Vovó Cici – Dedicação à memória, aos contos e à contação de histórias

17/03/2016

Nanci de Souza Silva. Ebomi Cici de Oxalá. Vovó Cici. Muitas formas de chamar a contadora de histórias que será homenageada no próximo domingo (20) – Dia Internacional do Contador de Histórias -, a partir das 10h, Parque São Bartolomeu (Subúrbio Ferroviário), no projeto Pedra de Encantaria: Encontro de Contadoras e Contadores de Histórias. O projeto, que será realizado pela Fundação Pedro Calmon/Secretaria de Cultura da Bahia e pela, em parceria com o Cardume – Coletivo de Contadores de História, já está em sua segunda realização será aberto ao público. No Espaço Cultural Pierre Verger, Vovó Cici trabalha com crianças em situação de alto risco e com pesquisadores da cultura afro-brasileira. Já se apresentou em diversas cidades brasileiras e também fora do Brasil, como em Cuba, França e nos Estados Unidos, com suas contações de histórias. Trabalhou durante muito tempo com o fotógrafo Pierre Verger, fazendo legenda para 11 mil fotografias ligadas à cultura afro-brasileira e a Benin, Togo, Gana, Nigéria e África do Norte. Saiba mais sobre o Encantaria neste domingo aqui. Conheça mais sobre Vovó Cici:

FPC – Como a Sra. se tornou uma contadora de histórias?
Vovó Cici -
A pessoa nasce com dom de contar história. Quando eu já tinha 21 anos, minha mãe teve mais dois filhos, um irmão e uma irmã, e fui eu quem cuidou deles da mesma forma como fui criada, ninando e contando histórias. Aprendi muito escutando e contando. Com o tempo, fui estudar, trabalhar e sempre lendo cada vez mais. Depois da minha iniciação no Candomblé, conheci as tradições, que são passadas enquanto estamos vivos e cada um conta a seu modo uma explicação da vida.

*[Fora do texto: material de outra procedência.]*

//! Database module for pollwatch.
//!
//! Provides SQLite storage for devices, their status records, poller
//! settings and the device event log.

mod models;
mod store;

pub use models::*;
pub use store::*;
use std::path::PathBuf;
use std::process::ExitCode;

use anyhow::Context;
use clap::Parser;
use tracing::{debug, info};
use tracing_subscriber::{layer::SubscriberExt, util::SubscriberInitExt};

use gator::commands::{Command, CommandError, Commands, State};
use gator::config::Config;
use gator::db::Database;
use gator::fetcher::Fetcher;

#[derive(Parser, Debug)]
#[command(name = "gator", version, about = "A command-line RSS aggregator")]
struct Cli {
    /// Config file to use instead of ~/.gatorconfig.json
    #[arg(long, env = "GATOR_CONFIG")]
    config: Option<PathBuf>,

    /// Command to run: login, register, users, reset or agg
    command: String,

    /// Arguments passed to the command
    #[arg(trailing_var_arg = true, allow_hyphen_values = true)]
    args: Vec<String>,
}

#[tokio::main]
async fn main() -> ExitCode {
    // Logs go to stderr so command output stays on stdout
    tracing_subscriber::registry()
        .with(
            tracing_subscriber::EnvFilter::try_from_default_env()
                .unwrap_or_else(|_| "gator=warn".into()),
        )
        .with(tracing_subscriber::fmt::layer().with_writer(std::io::stderr))
        .init();

    let cli = match Cli::try_parse() {
        Ok(cli) => cli,
        // --help and --version
        Err(err) if !err.use_stderr() => err.exit(),
        Err(err) => {
            let _ = err.print();
            return ExitCode::FAILURE;
        }
    };

    match run(cli).await {
        Ok(()) => ExitCode::SUCCESS,
        Err(err) => {
            match err.downcast_ref::<CommandError>() {
                Some(cmd_err) if cmd_err.is_user_conflict() => eprintln!("{}", cmd_err),
                _ => eprintln!("error: {:#}", err),
            }
            ExitCode::FAILURE
        }
    }
}

async fn run(cli: Cli) -> anyhow::Result<()> {
    let config = match cli.config {
        Some(path) => Config::read_from(path),
        None => Config::read(),
    }
    .context("failed to read config")?;
    debug!("Loaded db_url: {}", config.db_url);

    let db = Database::new(&config.db_url)
        .await
        .context("failed to connect to db")?;
    db.initialize().await.context("failed to initialize db")?;
    info!("Database initialized");

    let mut state = State {
        config,
        store: Box::new(db),
        fetcher: Fetcher::new()?,
    };

    let commands = Commands::with_defaults();
    commands
        .run(&mut state, Command::new(cli.command, cli.args))
        .await?;

    Ok(())
}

FPC – Como a ancestralidade negra influenciou e continua influenciando a sua contação de histórias?
Vovó Cici -
O griô existe desde o princípio do mundo, ele é responsável por não deixar determinada cultura morrer. Todos têm seus heróis e figuras importantes. Os contadores do iorubá são babalaôs, eles não deixam nossa história morrer. Pierre Verger fala em um de seus livros que os deuses foram homens que se transformaram pela sua força, inteligência. Aqueles que não deixaram nada enquanto vivos foram esquecidos, e os que deixaram algumas coisas são relembrados até hoje. A história do negro nasce dessa forma, e dessa história tiramos as vivências do cotidiano. Através da história você guarda aquilo que tem que passar. A gente nasce para manter uma tradição e tem que ter total responsabilidade sobre aquilo que se conta. Temos a responsabilidade de passar para as pessoas que, às vezes, apesar de desacreditarem, percebem que no fundo, essas histórias não são tão mitológicas e mágicas quanto elas pensam que são.

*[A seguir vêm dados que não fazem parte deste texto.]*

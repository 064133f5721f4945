//! Gator - A command-line RSS aggregator
//!
//! This crate keeps the active user in `~/.gatorconfig.json`, stores user
//! records in a SQLite database and fetches RSS feeds over HTTP. Each process
//! run dispatches exactly one command through a name-to-handler table.

pub mod commands;
pub mod config;
pub mod db;
pub mod fetcher;
pub mod handlers;
use std::fs;
use std::path::{Path, PathBuf};

use serde::{Deserialize, Serialize};

/// Name of the config file inside the user's home directory
pub const CONFIG_FILE_NAME: &str = ".gatorconfig.json";

#[derive(Debug, thiserror::Error)]
pub enum ConfigError {
    #[error("could not determine home directory")]
    NoHomeDir,

    #[error("failed to access {}: {source}", path.display())]
    Io {
        path: PathBuf,
        source: std::io::Error,
    },

    #[error("invalid config in {}: {source}", path.display())]
    Parse {
        path: PathBuf,
        source: serde_json::Error,
    },

    #[error("failed to encode config: {0}")]
    Encode(#[from] serde_json::Error),
}

#[derive(Debug, Clone, PartialEq, Serialize, Deserialize)]
pub struct Config {
    pub db_url: String,
    #[serde(default, skip_serializing_if = "Option::is_none")]
    pub current_user_name: Option<String>,
    #[serde(skip)]
    path: PathBuf,
}

impl Config {
    /// Build a config backed by `path` without touching the filesystem.
    pub fn new<P: Into<PathBuf>>(path: P, db_url: impl Into<String>) -> Self {
        Self {
            db_url: db_url.into(),
            current_user_name: None,
            path: path.into(),
        }
    }

    /// `~/.gatorconfig.json`
    pub fn default_path() -> Result<PathBuf, ConfigError> {
        let home = dirs::home_dir().ok_or(ConfigError::NoHomeDir)?;
        Ok(home.join(CONFIG_FILE_NAME))
    }

    /// Load the config from its fixed location in the home directory.
    pub fn read() -> Result<Self, ConfigError> {
        Self::read_from(Self::default_path()?)
    }

    pub fn read_from<P: AsRef<Path>>(path: P) -> Result<Self, ConfigError> {
        let path = path.as_ref();
        let content = fs::read_to_string(path).map_err(|source| ConfigError::Io {
            path: path.to_path_buf(),
            source,
        })?;

        let mut config: Config =
            serde_json::from_str(&content).map_err(|source| ConfigError::Parse {
                path: path.to_path_buf(),
                source,
            })?;
        config.path = path.to_path_buf();
        Ok(config)
    }

    pub fn path(&self) -> &Path {
        &self.path
    }

    /// Record `name` as the active user and rewrite the file.
    pub fn set_user(&mut self, name: &str) -> Result<(), ConfigError> {
        self.current_user_name = Some(name.to_string());
        self.write()
    }

    /// Write the config as two-space indented JSON, replacing the file.
    pub fn write(&self) -> Result<(), ConfigError> {
        let mut content = serde_json::to_string_pretty(self)?;
        content.push('\n');

        fs::write(&self.path, content).map_err(|source| ConfigError::Io {
            path: self.path.clone(),
            source,
        })
    }
}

FPC – Qual a importância da contação de histórias para a formação de crianças e jovens?
Vovó Cici -
Quando conto para crianças, elas têm respostas que me surpreende e, assim, aprendo mais e mais. Todos os dias as crianças me ensinam como pensar, pois elas são capazes de chegar a lugares que os adultos não chegam através do mundo que eles vivem. Acho importante contar a história da nossa cultura dentro daquilo que se sabe. Infelizmente, só a cultura dominante é vista como a certa e, quando há algo diferente, mesmo com histórias tão bonitas de bondade e moral, não acreditam serem verdadeiras. Quando contamos uma história a uma pessoa, a depender da pessoa e da história, muitas das vezes ela vai conseguir encontrar as respostas para os seus problemas. Sempre tiramos uma coisa boa para gente nesse momento de ouvir, que é também de aprendizado.